*** Opening INPUT MATERIAL ***
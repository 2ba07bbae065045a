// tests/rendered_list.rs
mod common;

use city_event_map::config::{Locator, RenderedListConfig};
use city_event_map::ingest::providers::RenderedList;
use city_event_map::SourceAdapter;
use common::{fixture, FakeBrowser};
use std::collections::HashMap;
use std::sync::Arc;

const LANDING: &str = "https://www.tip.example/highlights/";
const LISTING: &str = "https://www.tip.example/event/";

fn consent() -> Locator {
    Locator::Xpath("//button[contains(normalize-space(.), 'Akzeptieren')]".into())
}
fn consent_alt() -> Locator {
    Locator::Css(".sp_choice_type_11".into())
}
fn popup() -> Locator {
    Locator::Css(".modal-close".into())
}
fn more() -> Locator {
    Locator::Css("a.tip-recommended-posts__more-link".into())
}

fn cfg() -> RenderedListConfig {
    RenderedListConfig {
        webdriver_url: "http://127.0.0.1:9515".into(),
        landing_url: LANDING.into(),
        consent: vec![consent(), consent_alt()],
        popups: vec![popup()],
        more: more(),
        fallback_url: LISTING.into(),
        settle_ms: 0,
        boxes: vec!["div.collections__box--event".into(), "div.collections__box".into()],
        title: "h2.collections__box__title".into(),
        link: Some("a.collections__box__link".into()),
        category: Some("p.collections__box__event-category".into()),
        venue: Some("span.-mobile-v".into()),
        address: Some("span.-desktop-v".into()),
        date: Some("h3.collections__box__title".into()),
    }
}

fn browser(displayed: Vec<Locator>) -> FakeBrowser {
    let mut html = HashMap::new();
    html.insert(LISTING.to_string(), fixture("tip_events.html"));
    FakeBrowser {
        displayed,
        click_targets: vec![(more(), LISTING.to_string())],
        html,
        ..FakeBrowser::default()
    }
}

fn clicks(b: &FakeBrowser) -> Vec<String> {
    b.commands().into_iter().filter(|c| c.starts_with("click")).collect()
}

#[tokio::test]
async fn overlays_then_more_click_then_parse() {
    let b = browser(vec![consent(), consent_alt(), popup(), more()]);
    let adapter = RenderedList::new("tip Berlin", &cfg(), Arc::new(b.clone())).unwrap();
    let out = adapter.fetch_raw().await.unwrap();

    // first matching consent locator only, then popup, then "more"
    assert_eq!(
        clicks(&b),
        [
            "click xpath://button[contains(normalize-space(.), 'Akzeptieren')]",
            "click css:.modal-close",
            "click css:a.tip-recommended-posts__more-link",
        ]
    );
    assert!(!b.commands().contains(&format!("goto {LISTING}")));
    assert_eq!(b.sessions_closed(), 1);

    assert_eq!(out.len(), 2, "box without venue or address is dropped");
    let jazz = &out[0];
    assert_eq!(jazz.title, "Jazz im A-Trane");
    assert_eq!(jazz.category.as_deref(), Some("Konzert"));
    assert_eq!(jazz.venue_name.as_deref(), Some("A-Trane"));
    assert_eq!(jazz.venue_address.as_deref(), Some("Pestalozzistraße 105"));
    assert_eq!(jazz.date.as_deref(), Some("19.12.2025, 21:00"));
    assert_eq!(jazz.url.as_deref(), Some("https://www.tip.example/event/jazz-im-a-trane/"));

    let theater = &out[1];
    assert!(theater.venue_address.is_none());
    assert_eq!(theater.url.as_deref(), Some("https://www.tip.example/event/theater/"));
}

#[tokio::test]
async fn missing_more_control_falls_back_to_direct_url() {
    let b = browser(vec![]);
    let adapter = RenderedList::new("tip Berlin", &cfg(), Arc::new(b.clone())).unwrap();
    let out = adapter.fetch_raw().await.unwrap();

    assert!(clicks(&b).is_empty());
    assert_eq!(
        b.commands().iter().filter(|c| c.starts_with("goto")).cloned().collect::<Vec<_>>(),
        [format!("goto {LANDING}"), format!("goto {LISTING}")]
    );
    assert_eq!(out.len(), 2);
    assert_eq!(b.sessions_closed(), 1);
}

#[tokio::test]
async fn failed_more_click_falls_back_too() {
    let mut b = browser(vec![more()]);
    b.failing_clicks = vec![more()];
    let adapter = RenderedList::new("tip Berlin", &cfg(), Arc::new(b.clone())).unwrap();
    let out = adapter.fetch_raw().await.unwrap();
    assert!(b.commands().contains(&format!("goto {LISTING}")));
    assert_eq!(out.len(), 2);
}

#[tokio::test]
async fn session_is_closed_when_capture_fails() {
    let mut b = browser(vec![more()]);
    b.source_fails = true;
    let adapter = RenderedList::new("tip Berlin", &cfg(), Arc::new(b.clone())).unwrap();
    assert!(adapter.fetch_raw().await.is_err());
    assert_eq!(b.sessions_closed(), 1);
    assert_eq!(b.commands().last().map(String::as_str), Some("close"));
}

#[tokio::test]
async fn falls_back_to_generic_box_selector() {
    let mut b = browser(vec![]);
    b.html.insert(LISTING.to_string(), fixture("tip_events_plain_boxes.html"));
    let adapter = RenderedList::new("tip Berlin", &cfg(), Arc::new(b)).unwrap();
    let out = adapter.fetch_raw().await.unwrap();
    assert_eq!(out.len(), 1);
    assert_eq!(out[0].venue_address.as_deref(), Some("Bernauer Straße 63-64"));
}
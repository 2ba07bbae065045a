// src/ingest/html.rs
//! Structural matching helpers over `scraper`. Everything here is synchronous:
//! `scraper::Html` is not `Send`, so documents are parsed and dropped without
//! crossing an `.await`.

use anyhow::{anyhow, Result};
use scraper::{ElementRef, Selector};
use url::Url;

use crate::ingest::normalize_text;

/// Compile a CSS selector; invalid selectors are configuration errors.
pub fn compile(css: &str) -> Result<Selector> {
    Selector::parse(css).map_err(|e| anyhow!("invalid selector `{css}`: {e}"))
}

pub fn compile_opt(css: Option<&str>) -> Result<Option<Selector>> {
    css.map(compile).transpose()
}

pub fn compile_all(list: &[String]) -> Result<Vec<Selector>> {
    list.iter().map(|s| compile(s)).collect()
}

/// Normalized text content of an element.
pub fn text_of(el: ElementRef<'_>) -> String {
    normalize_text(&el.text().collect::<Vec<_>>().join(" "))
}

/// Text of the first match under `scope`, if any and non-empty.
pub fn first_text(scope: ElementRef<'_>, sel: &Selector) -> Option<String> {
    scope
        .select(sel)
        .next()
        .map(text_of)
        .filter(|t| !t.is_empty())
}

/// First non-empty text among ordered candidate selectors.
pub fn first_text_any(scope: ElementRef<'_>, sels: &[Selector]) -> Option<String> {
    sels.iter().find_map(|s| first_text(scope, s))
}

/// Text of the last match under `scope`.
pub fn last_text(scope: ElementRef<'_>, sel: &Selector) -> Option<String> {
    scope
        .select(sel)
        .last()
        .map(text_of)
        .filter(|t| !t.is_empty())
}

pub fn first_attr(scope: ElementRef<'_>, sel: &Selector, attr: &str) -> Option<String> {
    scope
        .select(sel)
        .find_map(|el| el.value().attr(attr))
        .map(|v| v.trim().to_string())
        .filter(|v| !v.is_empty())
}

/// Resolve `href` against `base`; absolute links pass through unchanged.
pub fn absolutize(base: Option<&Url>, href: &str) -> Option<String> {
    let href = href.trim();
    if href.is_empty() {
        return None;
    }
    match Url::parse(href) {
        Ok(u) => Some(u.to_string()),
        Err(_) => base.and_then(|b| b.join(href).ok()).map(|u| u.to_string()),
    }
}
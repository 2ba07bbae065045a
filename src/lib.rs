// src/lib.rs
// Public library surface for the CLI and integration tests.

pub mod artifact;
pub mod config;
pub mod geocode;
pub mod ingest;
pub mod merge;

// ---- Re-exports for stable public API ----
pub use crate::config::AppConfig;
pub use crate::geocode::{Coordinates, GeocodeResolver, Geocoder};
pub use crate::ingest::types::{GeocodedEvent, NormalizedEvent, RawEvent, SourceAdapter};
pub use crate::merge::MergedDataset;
*** Closing INPUT MATERIAL ***
*** Opening INPUT MATERIAL ***
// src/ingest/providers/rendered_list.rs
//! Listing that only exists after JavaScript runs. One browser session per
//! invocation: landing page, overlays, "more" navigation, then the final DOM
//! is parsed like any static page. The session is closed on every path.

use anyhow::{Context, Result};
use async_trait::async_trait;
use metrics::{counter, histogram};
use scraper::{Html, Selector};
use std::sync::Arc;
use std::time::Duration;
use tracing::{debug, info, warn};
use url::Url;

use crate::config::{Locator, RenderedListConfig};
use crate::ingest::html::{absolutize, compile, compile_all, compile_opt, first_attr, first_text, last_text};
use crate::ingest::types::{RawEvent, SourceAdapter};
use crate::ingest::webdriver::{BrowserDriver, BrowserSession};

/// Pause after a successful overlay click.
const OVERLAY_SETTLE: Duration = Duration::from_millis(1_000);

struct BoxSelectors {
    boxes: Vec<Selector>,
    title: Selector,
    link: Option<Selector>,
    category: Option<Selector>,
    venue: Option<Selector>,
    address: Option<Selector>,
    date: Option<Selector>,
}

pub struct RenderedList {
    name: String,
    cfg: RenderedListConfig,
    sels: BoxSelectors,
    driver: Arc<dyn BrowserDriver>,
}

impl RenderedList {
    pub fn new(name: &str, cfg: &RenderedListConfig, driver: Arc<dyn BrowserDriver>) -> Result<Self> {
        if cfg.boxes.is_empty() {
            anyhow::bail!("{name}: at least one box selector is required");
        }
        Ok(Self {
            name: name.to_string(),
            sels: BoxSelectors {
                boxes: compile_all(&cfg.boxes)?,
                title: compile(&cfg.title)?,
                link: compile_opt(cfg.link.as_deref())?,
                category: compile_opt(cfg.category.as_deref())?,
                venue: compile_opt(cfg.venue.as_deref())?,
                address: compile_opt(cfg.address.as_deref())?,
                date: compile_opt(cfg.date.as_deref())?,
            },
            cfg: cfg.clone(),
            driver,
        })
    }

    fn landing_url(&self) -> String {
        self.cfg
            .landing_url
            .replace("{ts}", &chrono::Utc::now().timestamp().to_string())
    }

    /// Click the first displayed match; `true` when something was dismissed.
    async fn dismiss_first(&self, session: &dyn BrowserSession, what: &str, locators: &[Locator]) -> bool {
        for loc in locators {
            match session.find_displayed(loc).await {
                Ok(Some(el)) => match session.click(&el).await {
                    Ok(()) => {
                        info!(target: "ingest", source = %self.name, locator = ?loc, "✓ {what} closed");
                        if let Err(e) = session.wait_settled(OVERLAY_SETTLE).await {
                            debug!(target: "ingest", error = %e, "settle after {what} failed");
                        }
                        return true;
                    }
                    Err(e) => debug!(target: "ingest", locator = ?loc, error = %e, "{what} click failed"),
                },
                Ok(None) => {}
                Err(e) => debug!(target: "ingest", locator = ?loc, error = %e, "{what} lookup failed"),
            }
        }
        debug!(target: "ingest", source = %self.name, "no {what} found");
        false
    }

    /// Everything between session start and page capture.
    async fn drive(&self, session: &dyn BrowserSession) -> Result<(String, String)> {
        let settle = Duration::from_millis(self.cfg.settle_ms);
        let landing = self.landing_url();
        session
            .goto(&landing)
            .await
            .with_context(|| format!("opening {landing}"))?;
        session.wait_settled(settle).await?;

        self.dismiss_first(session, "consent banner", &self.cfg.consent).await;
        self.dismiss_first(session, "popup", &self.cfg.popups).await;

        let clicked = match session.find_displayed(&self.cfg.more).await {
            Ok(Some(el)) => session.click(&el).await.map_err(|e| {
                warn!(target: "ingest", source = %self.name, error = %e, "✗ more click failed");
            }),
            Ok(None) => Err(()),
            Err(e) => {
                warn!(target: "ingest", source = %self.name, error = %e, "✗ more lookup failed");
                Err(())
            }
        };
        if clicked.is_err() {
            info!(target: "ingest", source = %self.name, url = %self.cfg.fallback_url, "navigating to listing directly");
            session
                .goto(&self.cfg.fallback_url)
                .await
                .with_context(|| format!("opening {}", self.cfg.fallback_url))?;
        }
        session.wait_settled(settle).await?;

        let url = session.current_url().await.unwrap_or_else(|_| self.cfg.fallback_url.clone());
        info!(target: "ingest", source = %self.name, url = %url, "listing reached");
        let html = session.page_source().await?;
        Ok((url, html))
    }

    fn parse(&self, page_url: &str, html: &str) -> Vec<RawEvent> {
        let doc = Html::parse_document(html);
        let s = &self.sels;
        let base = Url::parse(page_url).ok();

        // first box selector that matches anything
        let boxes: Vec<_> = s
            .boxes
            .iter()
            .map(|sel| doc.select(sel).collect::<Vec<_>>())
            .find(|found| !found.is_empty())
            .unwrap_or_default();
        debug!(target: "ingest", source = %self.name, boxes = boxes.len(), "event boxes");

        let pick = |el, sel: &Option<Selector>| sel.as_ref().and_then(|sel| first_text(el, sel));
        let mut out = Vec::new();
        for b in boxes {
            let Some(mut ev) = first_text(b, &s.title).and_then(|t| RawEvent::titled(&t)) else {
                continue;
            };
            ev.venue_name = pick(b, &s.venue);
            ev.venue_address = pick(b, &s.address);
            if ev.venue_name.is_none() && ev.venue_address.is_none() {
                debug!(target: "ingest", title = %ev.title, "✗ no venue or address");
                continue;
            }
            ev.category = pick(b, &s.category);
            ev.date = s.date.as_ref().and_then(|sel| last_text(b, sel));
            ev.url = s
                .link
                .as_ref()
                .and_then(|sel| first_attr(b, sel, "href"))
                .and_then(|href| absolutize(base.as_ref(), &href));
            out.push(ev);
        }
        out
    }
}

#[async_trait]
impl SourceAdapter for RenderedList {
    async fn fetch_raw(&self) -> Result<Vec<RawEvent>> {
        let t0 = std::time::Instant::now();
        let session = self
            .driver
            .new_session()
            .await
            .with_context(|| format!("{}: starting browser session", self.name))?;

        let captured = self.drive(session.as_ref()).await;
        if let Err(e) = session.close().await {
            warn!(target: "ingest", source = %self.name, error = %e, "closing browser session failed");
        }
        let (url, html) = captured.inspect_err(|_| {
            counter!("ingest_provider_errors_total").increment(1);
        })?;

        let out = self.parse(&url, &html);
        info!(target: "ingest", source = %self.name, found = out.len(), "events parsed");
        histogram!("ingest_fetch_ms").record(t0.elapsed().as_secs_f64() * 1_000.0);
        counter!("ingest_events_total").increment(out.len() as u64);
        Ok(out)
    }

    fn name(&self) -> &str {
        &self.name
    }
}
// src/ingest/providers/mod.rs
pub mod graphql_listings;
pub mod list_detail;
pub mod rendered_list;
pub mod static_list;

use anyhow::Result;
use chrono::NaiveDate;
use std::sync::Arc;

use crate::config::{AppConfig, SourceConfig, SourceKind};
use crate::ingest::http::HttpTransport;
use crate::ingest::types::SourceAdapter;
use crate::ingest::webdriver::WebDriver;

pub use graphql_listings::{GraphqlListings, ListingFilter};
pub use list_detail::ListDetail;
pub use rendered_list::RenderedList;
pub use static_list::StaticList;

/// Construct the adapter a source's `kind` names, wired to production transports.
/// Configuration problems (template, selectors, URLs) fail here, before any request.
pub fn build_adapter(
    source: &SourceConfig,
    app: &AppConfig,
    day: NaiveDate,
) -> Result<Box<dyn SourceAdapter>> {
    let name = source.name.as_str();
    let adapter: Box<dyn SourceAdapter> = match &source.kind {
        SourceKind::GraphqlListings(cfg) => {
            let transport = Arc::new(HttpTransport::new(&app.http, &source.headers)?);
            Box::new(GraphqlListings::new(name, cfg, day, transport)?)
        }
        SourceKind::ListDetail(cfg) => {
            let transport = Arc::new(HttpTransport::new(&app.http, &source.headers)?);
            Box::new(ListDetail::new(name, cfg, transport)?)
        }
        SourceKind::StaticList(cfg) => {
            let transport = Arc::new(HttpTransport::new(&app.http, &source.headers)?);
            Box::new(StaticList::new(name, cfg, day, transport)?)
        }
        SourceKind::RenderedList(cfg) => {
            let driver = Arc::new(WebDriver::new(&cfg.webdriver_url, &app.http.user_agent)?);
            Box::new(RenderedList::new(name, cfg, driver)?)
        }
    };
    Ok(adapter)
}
*** Closing INPUT MATERIAL ***
TASK REQUIREMENTS:
Among the lines of the data, identify those with the word "goto". Copy each of them.

RESPONSE TO THIS TASK:
    assert!(!b.commands().contains(&format!("goto {LISTING}")));
        b.commands().iter().filter(|c| c.starts_with("goto")).cloned().collect::<Vec<_>>(),
        [format!("goto {LANDING}"), format!("goto {LISTING}")]
    assert!(b.commands().contains(&format!("goto {LISTING}")));
            .goto(&landing)
                .goto(&self.cfg.fallback_url)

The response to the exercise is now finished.